The Tregenna family make intermittent appearances in subsidy assessments for the St. Ives area from the early sixteenth century. They apparently derived their name from the barton of Tregenna, which lay south-west of the town, but whether this was Tregenna’s own home has not been established. He had presumably achieved adulthood by 1573, when he was recorded as being a capital burgess of St. Ives. In 1585 he was placed second in the town’s subsidy list, being notionally rated as worth £4 in land, and he retained this position in 1599 even though his rating fell to 40s. Tregenna took a prominent part in local affairs, organizing the Twelfth Night revels in 1588 and lending money to the parish of St. Ives in 1592. He is thought to have served as portreeve or head warden of St. Ives in 1597.

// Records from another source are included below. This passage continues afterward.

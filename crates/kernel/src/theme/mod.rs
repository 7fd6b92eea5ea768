//! Theme engine and template rendering.
//!
//! Provides Tera-based template rendering with template suggestion resolution
//! and inline fallbacks for blocks and pages.

mod engine;
mod render;

pub use engine::{SharedThemeEngine, ThemeEngine};
pub use render::{block_html, page_html};
//! Menu registry - groups menu items by menu id.

use std::collections::BTreeMap;

use serde::Serialize;
use tracing::debug;

/// A navigation link to a page.
#[derive(Debug, Clone, PartialEq, Eq, Serialize)]
pub struct MenuItem {
    /// Menu this item belongs to.
    pub menu_id: String,
    /// Page the item links to.
    pub page_id: String,
    /// Link text.
    pub label: String,
    /// Link target.
    pub uri: String,
    /// Sort weight (lower = earlier).
    pub order: i32,
    /// The target page requires login.
    pub auth_required: bool,
}

/// Menu items grouped by menu id, each menu sorted by order then label.
#[derive(Debug, Clone, Default, Serialize)]
#[serde(transparent)]
pub struct MenuRegistry {
    menus: BTreeMap<String, Vec<MenuItem>>,
}

impl MenuRegistry {
    /// Create an empty menu registry.
    pub fn new() -> Self {
        Self::default()
    }

    /// Build a registry from items in any order.
    pub fn from_items(items: impl IntoIterator<Item = MenuItem>) -> Self {
        let mut registry = Self::new();
        for item in items {
            registry.register(item);
        }
        registry.sort();
        debug!(menus = registry.menus.len(), items = registry.len(), "built menus");
        registry
    }

    /// Add an item. Call [`sort`](Self::sort) once all items are in.
    pub fn register(&mut self, item: MenuItem) {
        self.menus.entry(item.menu_id.clone()).or_default().push(item);
    }

    /// Sort every menu by order, then label.
    pub fn sort(&mut self) {
        for items in self.menus.values_mut() {
            items.sort_by(|a, b| a.order.cmp(&b.order).then_with(|| a.label.cmp(&b.label)));
        }
    }

    /// Items of one menu, in display order.
    pub fn menu(&self, menu_id: &str) -> &[MenuItem] {
        self.menus.get(menu_id).map(Vec::as_slice).unwrap_or(&[])
    }

    /// Menu ids, sorted.
    pub fn menu_ids(&self) -> impl Iterator<Item = &str> {
        self.menus.keys().map(String::as_str)
    }

    /// All items, menu by menu.
    pub fn all(&self) -> impl Iterator<Item = &MenuItem> {
        self.menus.values().flatten()
    }

    /// Get item count.
    pub fn len(&self) -> usize {
        self.menus.values().map(Vec::len).sum()
    }

    /// Check if registry is empty.
    pub fn is_empty(&self) -> bool {
        self.menus.is_empty()
    }
}
//! Authentication state seen by the pipeline.
//!
//! Login itself happens elsewhere; the pipeline only asks whether the
//! current user is logged in.

/// Provider of the current user's authentication state.
pub trait AuthState {
    fn is_logged_in(&self) -> bool;
}

/// User context for the current request.
#[derive(Debug, Clone, Copy, Default, PartialEq, Eq)]
pub struct UserContext {
    /// Whether the user is authenticated.
    pub authenticated: bool,
}

impl UserContext {
    /// Create context for anonymous user.
    pub fn anonymous() -> Self {
        Self {
            authenticated: false,
        }
    }

    /// Create context for authenticated user.
    pub fn authenticated() -> Self {
        Self {
            authenticated: true,
        }
    }
}

impl AuthState for UserContext {
    fn is_logged_in(&self) -> bool {
        self.authenticated
    }
}

impl AuthState for bool {
    fn is_logged_in(&self) -> bool {
        *self
    }
}

#[cfg(test)]
mod tests {
    use super::*;

    #[test]
    fn anonymous_is_default() {
        assert!(!UserContext::default().is_logged_in());
        assert_eq!(UserContext::default(), UserContext::anonymous());
    }

    #[test]
    fn authenticated_user() {
        assert!(UserContext::authenticated().is_logged_in());
        assert!(true.is_logged_in());
    }
}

Around the turn of the century a dispute broke out between local fishermen, who used a system of land-based observers, or huers, to alert them to shoals near the coast, and two landowners in the St. Ives district who began prosecuting the huers for trespass. In January 1603, with the number of cases mounting, the town council decided to support the defendants financially. Tregenna was the first signatory to this resolution, and he also travelled to London on the town’s behalf, presumably to attend the Westminster courts, receiving £141 in expenses.
In November 1604 Tregenna and others approached Viscount Cranborne (Robert Cecil†) with a petition to the king, apparently requesting the incorporation of St. Ives. The town had the backing of its patron, the marquess of Winchester, but the initiative must have failed as a charter was not granted until 1639.